Memory-Mapped I/O vs Standard File I/O

February 20, 2025

When dealing with large files, efficient file handling can make a significant difference in performance. There are two common approaches: memory-mapped I/O (mmap) and standard file I/O (std). In this blog post, I’ll explore a Rust program that benchmarks both methods, analyzing their strengths and weaknesses.

The Rust Program

The provided Rust program benchmarks two approaches for truncating a file after the first newline character and counting lines:

Memory-Mapped I/O (mmap): Uses memmap2::MmapMut to map the file into memory and modify it directly.
Standard File I/O (std): Reads the file into memory, processes it, and writes the truncated content back.

It measures execution time for various operations and compares overall performance for different file sizes.

Code can be accessed here.

MMAP vs STDIO

Before getting into the benchmarks, let’s understand the underlying concepts behind both approaches. Memory-Mapped I/O (MMAP) and Standard File I/O (STDIO) work in fundamentally different ways.

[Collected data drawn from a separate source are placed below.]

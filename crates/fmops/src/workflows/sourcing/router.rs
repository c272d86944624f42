use std::sync::Arc;

use axum::{
    extract::{Path, State},
    http::StatusCode,
    response::{IntoResponse, Response},
    routing::{delete, get, post},
    Router,
};
use serde::Deserialize;
use serde_json::json;

use super::domain::{
    InvitationId, QuoteSubmission, RfqDraft, RfqId, RfqStatus, SupplierId,
};
use super::repository::{SourcingRepository, SupplierDirectory};
use super::service::{ErrorKind, SourcingError, SourcingService};

/// Router builder exposing the sourcing operations over HTTP.
pub fn sourcing_router<R, D>(service: Arc<SourcingService<R, D>>) -> Router
where
    R: SourcingRepository + 'static,
    D: SupplierDirectory + 'static,
{
    Router::new()
        .route(
            "/api/v1/sourcing/rfqs",
            post(create_rfq_handler::<R, D>).get(list_rfqs_handler::<R, D>),
        )
        .route(
            "/api/v1/sourcing/rfqs/:rfq_id",
            get(overview_handler::<R, D>).delete(delete_rfq_handler::<R, D>),
        )
        .route(
            "/api/v1/sourcing/rfqs/:rfq_id/invitations",
            post(invite_handler::<R, D>).get(invitations_handler::<R, D>),
        )
        .route(
            "/api/v1/sourcing/rfqs/:rfq_id/send",
            post(send_handler::<R, D>),
        )
        .route(
            "/api/v1/sourcing/rfqs/:rfq_id/status",
            post(stage_handler::<R, D>),
        )
        .route(
            "/api/v1/sourcing/rfqs/:rfq_id/quotes",
            post(submit_quote_handler::<R, D>)
                .get(quotes_handler::<R, D>)
                .put(revise_quote_handler::<R, D>),
        )
        .route(
            "/api/v1/sourcing/rfqs/:rfq_id/benchmarks",
            post(benchmarks_handler::<R, D>),
        )
        .route(
            "/api/v1/sourcing/rfqs/:rfq_id/award",
            post(award_handler::<R, D>),
        )
        .route(
            "/api/v1/sourcing/rfqs/:rfq_id/cancel",
            post(cancel_handler::<R, D>),
        )
        .route(
            "/api/v1/sourcing/invitations/:invitation_id",
            delete(remove_invitation_handler::<R, D>),
        )
        .route(
            "/api/v1/sourcing/invitations/:invitation_id/viewed",
            post(invitation_viewed_handler::<R, D>),
        )
        .route(
            "/api/v1/sourcing/invitations/:invitation_id/decline",
            post(decline_invitation_handler::<R, D>),
        )
        .with_state(service)
}

#[derive(Debug, Deserialize)]
pub(crate) struct InviteRequest {
    pub(crate) supplier_id: SupplierId,
}

#[derive(Debug, Deserialize)]
pub(crate) struct StageRequest {
    pub(crate) status: RfqStatus,
}

#[derive(Debug, Deserialize)]
pub(crate) struct AwardRequest {
    pub(crate) supplier_id: SupplierId,
    pub(crate) reason: String,
}

#[derive(Debug, Deserialize)]
pub(crate) struct DeclineRequest {
    #[serde(default)]
    pub(crate) reason: Option<String>,
}

pub(crate) fn error_response(error: SourcingError) -> Response {
    let status = match error.kind() {
        ErrorKind::NotFound => StatusCode::NOT_FOUND,
        ErrorKind::Validation | ErrorKind::InsufficientData => StatusCode::UNPROCESSABLE_ENTITY,
        ErrorKind::Conflict => StatusCode::CONFLICT,
        ErrorKind::Unavailable => StatusCode::INTERNAL_SERVER_ERROR,
    };
    let body = axum::Json(json!({ "error": error.to_string() }));
    (status, body).into_response()
}

fn ok_json<T: serde::Serialize>(value: T) -> Response {
    (StatusCode::OK, axum::Json(value)).into_response()
}

pub(crate) async fn create_rfq_handler<R, D>(
    State(service): State<Arc<SourcingService<R, D>>>,
    axum::Json(draft): axum::Json<RfqDraft>,
) -> Response
where
    R: SourcingRepository + 'static,
    D: SupplierDirectory + 'static,
{
    match service.create_rfq(draft) {
        Ok(rfq) => (StatusCode::CREATED, axum::Json(rfq)).into_response(),
        Err(error) => error_response(error),
    }
}

pub(crate) async fn list_rfqs_handler<R, D>(
    State(service): State<Arc<SourcingService<R, D>>>,
) -> Response
where
    R: SourcingRepository + 'static,
    D: SupplierDirectory + 'static,
{
    match service.list_rfqs() {
        Ok(rfqs) => ok_json(rfqs),
        Err(error) => error_response(error),
    }
}

pub(crate) async fn overview_handler<R, D>(
    State(service): State<Arc<SourcingService<R, D>>>,
    Path(rfq_id): Path<String>,
) -> Response
where
    R: SourcingRepository + 'static,
    D: SupplierDirectory + 'static,
{
    match service.rfq_overview(&RfqId(rfq_id)) {
        Ok(overview) => ok_json(overview),
        Err(error) => error_response(error),
    }
}

pub(crate) async fn delete_rfq_handler<R, D>(
    State(service): State<Arc<SourcingService<R, D>>>,
    Path(rfq_id): Path<String>,
) -> Response
where
    R: SourcingRepository + 'static,
    D: SupplierDirectory + 'static,
{
    match service.delete_rfq(&RfqId(rfq_id)) {
        Ok(()) => StatusCode::NO_CONTENT.into_response(),
        Err(error) => error_response(error),
    }
}

pub(crate) async fn invite_handler<R, D>(
    State(service): State<Arc<SourcingService<R, D>>>,
    Path(rfq_id): Path<String>,
    axum::Json(request): axum::Json<InviteRequest>,
) -> Response
where
    R: SourcingRepository + 'static,
    D: SupplierDirectory + 'static,
{
    match service.invite_supplier(&RfqId(rfq_id), &request.supplier_id) {
        Ok(invitation) => (StatusCode::CREATED, axum::Json(invitation)).into_response(),
        Err(error) => error_response(error),
    }
}

pub(crate) async fn invitations_handler<R, D>(
    State(service): State<Arc<SourcingService<R, D>>>,
    Path(rfq_id): Path<String>,
) -> Response
where
    R: SourcingRepository + 'static,
    D: SupplierDirectory + 'static,
{
    match service.invitations(&RfqId(rfq_id)) {
        Ok(invitations) => ok_json(invitations),
        Err(error) => error_response(error),
    }
}

pub(crate) async fn send_handler<R, D>(
    State(service): State<Arc<SourcingService<R, D>>>,
    Path(rfq_id): Path<String>,
) -> Response
where
    R: SourcingRepository + 'static,
    D: SupplierDirectory + 'static,
{
    match service.send(&RfqId(rfq_id)) {
        Ok(rfq) => ok_json(rfq),
        Err(error) => error_response(error),
    }
}

pub(crate) async fn stage_handler<R, D>(
    State(service): State<Arc<SourcingService<R, D>>>,
    Path(rfq_id): Path<String>,
    axum::Json(request): axum::Json<StageRequest>,
) -> Response
where
    R: SourcingRepository + 'static,
    D: SupplierDirectory + 'static,
{
    match service.update_stage(&RfqId(rfq_id), request.status) {
        Ok(rfq) => ok_json(rfq),
        Err(error) => error_response(error),
    }
}

pub(crate) async fn submit_quote_handler<R, D>(
    State(service): State<Arc<SourcingService<R, D>>>,
    Path(rfq_id): Path<String>,
    axum::Json(submission): axum::Json<QuoteSubmission>,
) -> Response
where
    R: SourcingRepository + 'static,
    D: SupplierDirectory + 'static,
{
    match service.submit_quote(&RfqId(rfq_id), submission) {
        Ok(quote) => (StatusCode::CREATED, axum::Json(quote)).into_response(),
        Err(error) => error_response(error),
    }
}

pub(crate) async fn revise_quote_handler<R, D>(
    State(service): State<Arc<SourcingService<R, D>>>,
    Path(rfq_id): Path<String>,
    axum::Json(submission): axum::Json<QuoteSubmission>,
) -> Response
where
    R: SourcingRepository + 'static,
    D: SupplierDirectory + 'static,
{
    match service.revise_quote(&RfqId(rfq_id), submission) {
        Ok(quote) => ok_json(quote),
        Err(error) => error_response(error),
    }
}

pub(crate) async fn quotes_handler<R, D>(
    State(service): State<Arc<SourcingService<R, D>>>,
    Path(rfq_id): Path<String>,
) -> Response
where
    R: SourcingRepository + 'static,
    D: SupplierDirectory + 'static,
{
    match service.quotes(&RfqId(rfq_id)) {
        Ok(quotes) => ok_json(quotes),
        Err(error) => error_response(error),
    }
}

pub(crate) async fn benchmarks_handler<R, D>(
    State(service): State<Arc<SourcingService<R, D>>>,
    Path(rfq_id): Path<String>,
) -> Response
where
    R: SourcingRepository + 'static,
    D: SupplierDirectory + 'static,
{
    match service.calculate_benchmarks(&RfqId(rfq_id)) {
        Ok(quotes) => ok_json(quotes),
        Err(error) => error_response(error),
    }
}

pub(crate) async fn award_handler<R, D>(
    State(service): State<Arc<SourcingService<R, D>>>,
    Path(rfq_id): Path<String>,
    axum::Json(request): axum::Json<AwardRequest>,
) -> Response
where
    R: SourcingRepository + 'static,
    D: SupplierDirectory + 'static,
{
    match service.award(&RfqId(rfq_id), &request.supplier_id, request.reason) {
        Ok(rfq) => ok_json(rfq),
        Err(error) => error_response(error),
    }
}

pub(crate) async fn cancel_handler<R, D>(
    State(service): State<Arc<SourcingService<R, D>>>,
    Path(rfq_id): Path<String>,
) -> Response
where
    R: SourcingRepository + 'static,
    D: SupplierDirectory + 'static,
{
    match service.cancel(&RfqId(rfq_id)) {
        Ok(rfq) => ok_json(rfq),
        Err(error) => error_response(error),
    }
}

pub(crate) async fn remove_invitation_handler<R, D>(
    State(service): State<Arc<SourcingService<R, D>>>,
    Path(invitation_id): Path<String>,
) -> Response
where
    R: SourcingRepository + 'static,
    D: SupplierDirectory + 'static,
{
    match service.remove_invitation(&InvitationId(invitation_id)) {
        Ok(()) => StatusCode::NO_CONTENT.into_response(),
        Err(error) => error_response(error),
    }
}

pub(crate) async fn invitation_viewed_handler<R, D>(
    State(service): State<Arc<SourcingService<R, D>>>,
    Path(invitation_id): Path<String>,
) -> Response
where
    R: SourcingRepository + 'static,
    D: SupplierDirectory + 'static,
{
    match service.mark_invitation_viewed(&InvitationId(invitation_id)) {
        Ok(invitation) => ok_json(invitation),
        Err(error) => error_response(error),
    }
}

pub(crate) async fn decline_invitation_handler<R, D>(
    State(service): State<Arc<SourcingService<R, D>>>,
    Path(invitation_id): Path<String>,
    axum::Json(request): axum::Json<DeclineRequest>,
) -> Response
where
    R: SourcingRepository + 'static,
    D: SupplierDirectory + 'static,
{
    match service.decline_invitation(&InvitationId(invitation_id), request.reason) {
        Ok(invitation) => ok_json(invitation),
        Err(error) => error_response(error),
    }
}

mmap is a technique that maps a file directly into the process’s virtual memory space, thus the file becomes an extension of the program’s memory space. Access patterns are largely different between the two approaches. Standard I/O explicitly reads/writes data using system calls. In contrast mmap accesses the file’s contents directly as if it were memory - dereference pointers and use normal memory operations, which allows sharing data efficiently between processes. Standard I/O requires data to be copied twice - first from disk to kernel buffer, then from kernel buffer to the program’s buffer. With mmap, data is loaded directly into a process’s address space when needed, with page faults handling the actual disk I/O. With mmap, there’s no need to make explicit system calls for I/O. When mapped memory is modified, the operating system automatically handles synchronizing those changes back to the disk.

Memory-Mapped I/O (MMAP)

In Rust we can use the memmap2 crate to map a file directly into the process’s virtual memory.
The OS loads only the necessary parts (pages) of the file into RAM on demand, reducing memory overhead.
Modifications are applied in-place without additional read/write operations.
Efficient for large files as it avoids loading everything into RAM at once.

Standard File I/O (STDIO)

Opens the file and reads its contents into a buffer in memory.
Performs operations (like finding newlines) on the in-memory buffer.
Writes the modified data back to the file, which can be slow for large files.
Prone to high memory usage if the file is large, as it loads the entire content into RAM before processing.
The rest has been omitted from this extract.